▶ _TASK TO COMPLETE_
Beginning with the opening line, restate the following material exactly, up through the line that contains "tick can race a".

▶ _RECORDS SUPPLIED_
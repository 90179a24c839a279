// src/render/ticker.rs

//! Periodic redraw task.

use std::io::Write;
use std::sync::{Arc, Mutex, PoisonError};
use std::time::Duration;

use tokio::sync::oneshot;
use tokio::task::JoinHandle;
use tokio::time::MissedTickBehavior;
use tracing::{debug, warn};

use crate::render::painter::Renderer;
use crate::status::StatusTable;

/// Renderer shared between the ticker and the final redraw.
pub type SharedRenderer<W> = Arc<Mutex<Renderer<W>>>;

/// Handle to a running ticker task.
#[derive(Debug)]
pub struct Ticker {
    stop: Option<oneshot::Sender<()>>,
    handle: JoinHandle<()>,
}

/// Redraw `table` every `interval` until stopped.
///
/// Ticks are lossy: a late tick is skipped rather than replayed, and every
/// tick reads a fresh snapshot, so nothing is lost by skipping.
pub fn spawn_ticker<W>(
    table: Arc<StatusTable>,
    renderer: SharedRenderer<W>,
    interval: Duration,
) -> Ticker
where
    W: Write + Send + 'static,
{
    let (stop_tx, mut stop_rx) = oneshot::channel::<()>();

    let handle = tokio::spawn(async move {
        debug!(?interval, "render ticker started");
        let mut ticks = tokio::time::interval(interval);
        ticks.set_missed_tick_behavior(MissedTickBehavior::Skip);

        loop {
            tokio::select! {
                biased;

                _ = &mut stop_rx => break,

                _ = ticks.tick() => {
                    let snapshot = table.snapshot();
                    let mut painter = renderer.lock().unwrap_or_else(PoisonError::into_inner);
                    if let Err(e) = painter.draw_snapshot(&snapshot) {
                        warn!(error = %e, "status redraw failed");
                    }
                }
            }
        }

        debug!("render ticker stopped");
    });

    Ticker {
        stop: Some(stop_tx),
        handle,
    }
}

impl Ticker {
    /// Stop the task and wait until it has exited, so no tick can race a
    /// redraw issued afterwards.
    pub async fn stop(mut self) {
        if let Some(stop) = self.stop.take() {
            // Err means the task is already gone.
            let _ = stop.send(());
        }

        if let Err(e) = self.handle.await {
            warn!(error = %e, "render ticker task ended abnormally");
        }
    }
}
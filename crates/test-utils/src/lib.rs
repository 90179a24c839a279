pub mod buffer;
pub mod scripted_runner;

use std::future::Future;
use std::time::Duration;

use tracing_subscriber::EnvFilter;

pub use buffer::SharedBuffer;
pub use scripted_runner::{Script, ScriptedRunner};

/// Upper bound for any single awaited step in a test.
pub const TEST_DEADLINE: Duration = Duration::from_secs(5);

/// Install a per-test tracing subscriber; later calls are no-ops.
///
/// Output goes through the test writer, so it only shows for failing tests
/// or with `--nocapture`. `RUST_LOG` picks the filter, default `info`.
pub fn init_tracing() {
    let filter = EnvFilter::try_from_default_env().unwrap_or_else(|_| EnvFilter::new("info"));

    // Err means another test already installed one.
    let _ = tracing_subscriber::fmt()
        .with_env_filter(filter)
        .with_test_writer()
        .with_target(true)
        .try_init();
}

/// Await `fut`, panicking if it takes longer than [`TEST_DEADLINE`].
pub async fn with_timeout<F: Future>(fut: F) -> F::Output {
    match tokio::time::timeout(TEST_DEADLINE, fut).await {
        Ok(out) => out,
        Err(_) => panic!("test step exceeded {TEST_DEADLINE:?}"),
    }
}
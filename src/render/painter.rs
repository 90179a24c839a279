// src/render/painter.rs

use std::io::{self, Write};

use crossterm::cursor::MoveToPreviousLine;
use crossterm::queue;
use crossterm::terminal::{self, Clear, ClearType};

use crate::render::frame::build_frame;
use crate::status::StatusLine;

/// Width used to account for soft-wrapped rows.
#[derive(Debug, Clone, Copy, PartialEq, Eq)]
pub enum WrapWidth {
    /// No wrapping (not a terminal): only embedded newlines add rows.
    Unbounded,
    /// Fixed column count.
    Columns(u16),
    /// Ask the terminal on every draw, so resizes are picked up.
    Terminal,
}

impl WrapWidth {
    fn columns(self) -> Option<usize> {
        match self {
            WrapWidth::Unbounded => None,
            WrapWidth::Columns(cols) => Some(usize::from(cols)),
            WrapWidth::Terminal => terminal::size().ok().map(|(cols, _)| usize::from(cols)),
        }
        .filter(|&cols| cols > 0)
    }
}

/// In-place painter for a multi-line status block.
///
/// Remembers how many screen rows it drew last, after embedded newlines and
/// soft wrapping; the next draw moves the cursor back to the top of that
/// block and clears it before writing.
#[derive(Debug)]
pub struct Renderer<W: Write> {
    out: W,
    styled: bool,
    wrap: WrapWidth,
    drawn_rows: usize,
    tick: usize,
}

impl<W: Write> Renderer<W> {
    pub fn new(out: W, styled: bool) -> Self {
        Self {
            out,
            styled,
            wrap: WrapWidth::Unbounded,
            drawn_rows: 0,
            tick: 0,
        }
    }

    pub fn with_wrap(mut self, wrap: WrapWidth) -> Self {
        self.wrap = wrap;
        self
    }

    /// Screen rows occupied by the previous draw.
    pub fn drawn_rows(&self) -> usize {
        self.drawn_rows
    }

    /// Build a frame from `snapshot` and draw it, advancing the spinner.
    pub fn draw_snapshot(&mut self, snapshot: &[StatusLine]) -> io::Result<()> {
        let lines = build_frame(snapshot, self.tick, self.styled);
        self.tick = self.tick.wrapping_add(1);
        self.draw(&lines)
    }

    /// Replace the previously drawn block with `lines`.
    pub fn draw(&mut self, lines: &[String]) -> io::Result<()> {
        if self.drawn_rows > 0 {
            let up = u16::try_from(self.drawn_rows).unwrap_or(u16::MAX);
            queue!(self.out, MoveToPreviousLine(up), Clear(ClearType::FromCursorDown))?;
        }

        for line in lines {
            writeln!(self.out, "{line}")?;
        }
        self.out.flush()?;

        let columns = self.wrap.columns();
        self.drawn_rows = lines.iter().map(|line| screen_rows(line, columns)).sum();
        Ok(())
    }

    pub fn into_inner(self) -> W {
        self.out
    }
}

/// Rows a printed line takes: one per `\n`-separated segment, and each
/// segment wraps every `columns` visible characters.
pub fn screen_rows(line: &str, columns: Option<usize>) -> usize {
    line.split('\n')
        .map(|segment| match columns {
            Some(cols) => visible_width(segment).div_ceil(cols).max(1),
            None => 1,
        })
        .sum()
}

/// Character count with ANSI escape sequences (`ESC [ ... final`) skipped.
fn visible_width(segment: &str) -> usize {
    let mut width = 0;
    let mut chars = segment.chars().peekable();

    while let Some(c) = chars.next() {
        if c == '\u{1b}' {
            if chars.peek() == Some(&'[') {
                chars.next();
                // Parameters and intermediates run until a final byte in '@'..='~'.
                for c in chars.by_ref() {
                    if ('@'..='~').contains(&c) {
                        break;
                    }
                }
            }
            continue;
        }
        if c != '\r' {
            width += 1;
        }
    }

    width
}
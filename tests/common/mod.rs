#![allow(dead_code)]

use std::time::Duration;

use runall::config::RunOptions;

pub use runall_test_utils::init_tracing;

pub fn commands(cmds: &[&str]) -> Vec<String> {
    cmds.iter().map(|c| c.to_string()).collect()
}

/// Options for a non-terminal stdout: no ticker, no colours.
pub fn plain_options() -> RunOptions {
    RunOptions::default()
}

/// Options with the live ticker armed at a fast cadence.
pub fn interactive_options() -> RunOptions {
    RunOptions {
        tick_interval: Duration::from_millis(5),
        interactive: true,
        styled: false,
    }
}
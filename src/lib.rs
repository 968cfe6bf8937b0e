//! PokeCatalog - Pokémon TCG catalog lookups and collection valuation
//!
//! Talks to TCGDex, or to the pokemontcg.io gateway on RapidAPI when a key is
//! configured, and normalizes both into one set of card and set types.

pub mod config;
pub mod error;
pub mod portfolio;
pub mod tcg;
pub mod utils;

pub use config::CatalogConfig;
pub use error::{CatalogError, CollectionError, Result};
pub use portfolio::{
    refresh_card_values, CardCondition, Collection, GradingCompany, OwnedCard, PortfolioSummary,
    PriceRecord, RefreshReport, SealedProduct, SealedType,
};
pub use tcg::{CatalogCard, CatalogClient, CatalogSet, MarketPriceBundle, Provider, SeriesRef};
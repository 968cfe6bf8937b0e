use reqwest::Client;

/// Get standard user agent string
pub fn get_user_agent() -> &'static str {
    concat!("PokeCatalog/", env!("CARGO_PKG_VERSION"))
}

/// Build the HTTP client shared by all catalog calls
pub fn build_client() -> reqwest::Result<Client> {
    Client::builder().user_agent(get_user_agent()).build()
}
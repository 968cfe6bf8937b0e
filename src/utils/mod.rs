//! Utility modules for PokeCatalog
//!
//! - `files`: collection file loading and saving
//! - `http`: HTTP client utilities

pub mod files;
pub mod http;
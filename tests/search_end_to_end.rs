//! End-to-end search and pricing against a mocked TCGDex

use poke_catalog::{CardCondition, CatalogClient, CatalogConfig, CatalogError, OwnedCard};
use wiremock::matchers::{method, path, query_param};
use wiremock::{Mock, MockServer, ResponseTemplate};

async fn client_for(mock_server: &MockServer) -> CatalogClient {
    CatalogClient::new(CatalogConfig::default())
        .unwrap()
        .with_base_url(mock_server.uri())
}

#[tokio::test]
async fn search_normalizes_card_and_price() {
    let mock_server = MockServer::start().await;
    let client = client_for(&mock_server).await;

    Mock::given(method("GET"))
        .and(path("/cards"))
        .and(query_param("name", "Pikachu"))
        .respond_with(ResponseTemplate::new(200).set_body_json(serde_json::json!([
            {"name": "Pikachu", "image": "http://x/p", "cardmarket": {"prices": {"avg30": 12.5}}}
        ])))
        .expect(1)
        .mount(&mock_server)
        .await;

    let cards = client.search_cards("Pikachu").await.unwrap();
    assert_eq!(cards.len(), 1);

    let card = &cards[0];
    assert_eq!(card.name, "Pikachu");
    assert_eq!(card.market_price(), Some(12.5));
    assert_eq!(card.image_url().as_deref(), Some("http://x/p/high.png"));

    // What a collection view stores after picking the card
    let owned = OwnedCard::from_catalog(card, 10.0, CardCondition::NearMint);
    assert_eq!(owned.estimated_value, 12.5);
}

#[tokio::test]
async fn wrapped_search_response_matches_bare_one() {
    let mock_server = MockServer::start().await;
    let client = client_for(&mock_server).await;

    let card = serde_json::json!({
        "id": "sv03.5-025",
        "name": "Pikachu",
        "image": "https://assets.tcgdex.net/fr/sv/sv03.5/025",
        "localId": "025",
        "rarity": "Commune",
        "cardmarket": {"prices": {"lowPrice": 0.1, "avg1": 0.3}}
    });

    Mock::given(method("GET"))
        .and(path("/cards"))
        .and(query_param("name", "bare"))
        .respond_with(ResponseTemplate::new(200).set_body_json(serde_json::json!([card.clone()])))
        .mount(&mock_server)
        .await;

    Mock::given(method("GET"))
        .and(path("/cards"))
        .and(query_param("name", "wrapped"))
        .respond_with(
            ResponseTemplate::new(200).set_body_json(serde_json::json!({ "data": [card] })),
        )
        .mount(&mock_server)
        .await;

    let bare = client.search_cards("bare").await.unwrap();
    let wrapped = client.search_cards("wrapped").await.unwrap();
    assert_eq!(bare, wrapped);
    assert_eq!(bare[0].market_price(), Some(0.1));
}

#[tokio::test]
async fn price_lookup_reports_missing_data() {
    let mock_server = MockServer::start().await;
    let client = client_for(&mock_server).await;

    Mock::given(method("GET"))
        .and(path("/cards"))
        .respond_with(ResponseTemplate::new(200).set_body_json(serde_json::json!([
            {"name": "Pikachu", "image": "http://x/p"}
        ])))
        .mount(&mock_server)
        .await;

    let result = client.resolve_price("Pikachu", "25").await;
    assert!(matches!(result, Err(CatalogError::NoPriceAvailable { .. })));
}
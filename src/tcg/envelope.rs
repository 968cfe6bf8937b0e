//! Decoding of list responses.
//!
//! Providers answer either with `{"data": [...]}` or with a bare array. Each
//! known shape is tried in order and the first success wins.

use crate::error::{CatalogError, Result};
use serde::de::DeserializeOwned;
use serde::Deserialize;

#[derive(Deserialize)]
struct DataEnvelope<T> {
    data: Vec<T>,
}

type DecodeAttempt<T> = fn(&[u8]) -> serde_json::Result<Vec<T>>;

fn decode_wrapped<T: DeserializeOwned>(body: &[u8]) -> serde_json::Result<Vec<T>> {
    serde_json::from_slice::<DataEnvelope<T>>(body).map(|envelope| envelope.data)
}

fn decode_bare<T: DeserializeOwned>(body: &[u8]) -> serde_json::Result<Vec<T>> {
    serde_json::from_slice(body)
}

/// Decode a list body, wrapped shape first, then bare array
pub fn decode_list<T: DeserializeOwned>(body: &[u8]) -> Result<Vec<T>> {
    let attempts: [(&str, DecodeAttempt<T>); 2] = [
        ("data envelope", decode_wrapped::<T>),
        ("bare array", decode_bare::<T>),
    ];

    let mut failures = Vec::with_capacity(attempts.len());
    for (shape, attempt) in attempts {
        match attempt(body) {
            Ok(items) => {
                log::debug!("Decoded {} items as {}", items.len(), shape);
                return Ok(items);
            }
            Err(e) => {
                log::debug!("Body is not a {}: {}", shape, e);
                failures.push(format!("{}: {}", shape, e));
            }
        }
    }

    Err(CatalogError::decode(failures.join("; "), body))
}

#[cfg(test)]
#[path = "envelope_tests.rs"]
mod tests;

▶ _RESPONSE AREA_
repository 90179a24c839a279
// src/render/ticker.rs

//! Periodic redraw task.

use std::io::Write;
use std::sync::{Arc, Mutex, PoisonError};
use std::time::Duration;

use tokio::sync::oneshot;
use tokio::task::JoinHandle;
use tokio::time::MissedTickBehavior;
use tracing::{debug, warn};

use crate::render::painter::Renderer;
use crate::status::StatusTable;

/// Renderer shared between the ticker and the final redraw.
pub type SharedRenderer<W> = Arc<Mutex<Renderer<W>>>;

/// Handle to a running ticker task.
#[derive(Debug)]
pub struct Ticker {
    stop: Option<oneshot::Sender<()>>,
    handle: JoinHandle<()>,
}

/// Redraw `table` every `interval` until stopped.
///
/// Ticks are lossy: a late tick is skipped rather than replayed, and every
/// tick reads a fresh snapshot, so nothing is lost by skipping.
pub fn spawn_ticker<W>(
    table: Arc<StatusTable>,
    renderer: SharedRenderer<W>,
    interval: Duration,
) -> Ticker
where
    W: Write + Send + 'static,
{
    let (stop_tx, mut stop_rx) = oneshot::channel::<()>();

    let handle = tokio::spawn(async move {
        debug!(?interval, "render ticker started");
        let mut ticks = tokio::time::interval(interval);
        ticks.set_missed_tick_behavior(MissedTickBehavior::Skip);

        loop {
            tokio::select! {
                biased;

                _ = &mut stop_rx => break,

                _ = ticks.tick() => {
                    let snapshot = table.snapshot();
                    let mut painter = renderer.lock().unwrap_or_else(PoisonError::into_inner);
                    if let Err(e) = painter.draw_snapshot(&snapshot) {
                        warn!(error = %e, "status redraw failed");
                    }
                }
            }
        }

        debug!("render ticker stopped");
    });

    Ticker {
        stop: Some(stop_tx),
        handle,
    }
}

impl Ticker {
    /// Stop the task and wait until it has exited, so no tick can race a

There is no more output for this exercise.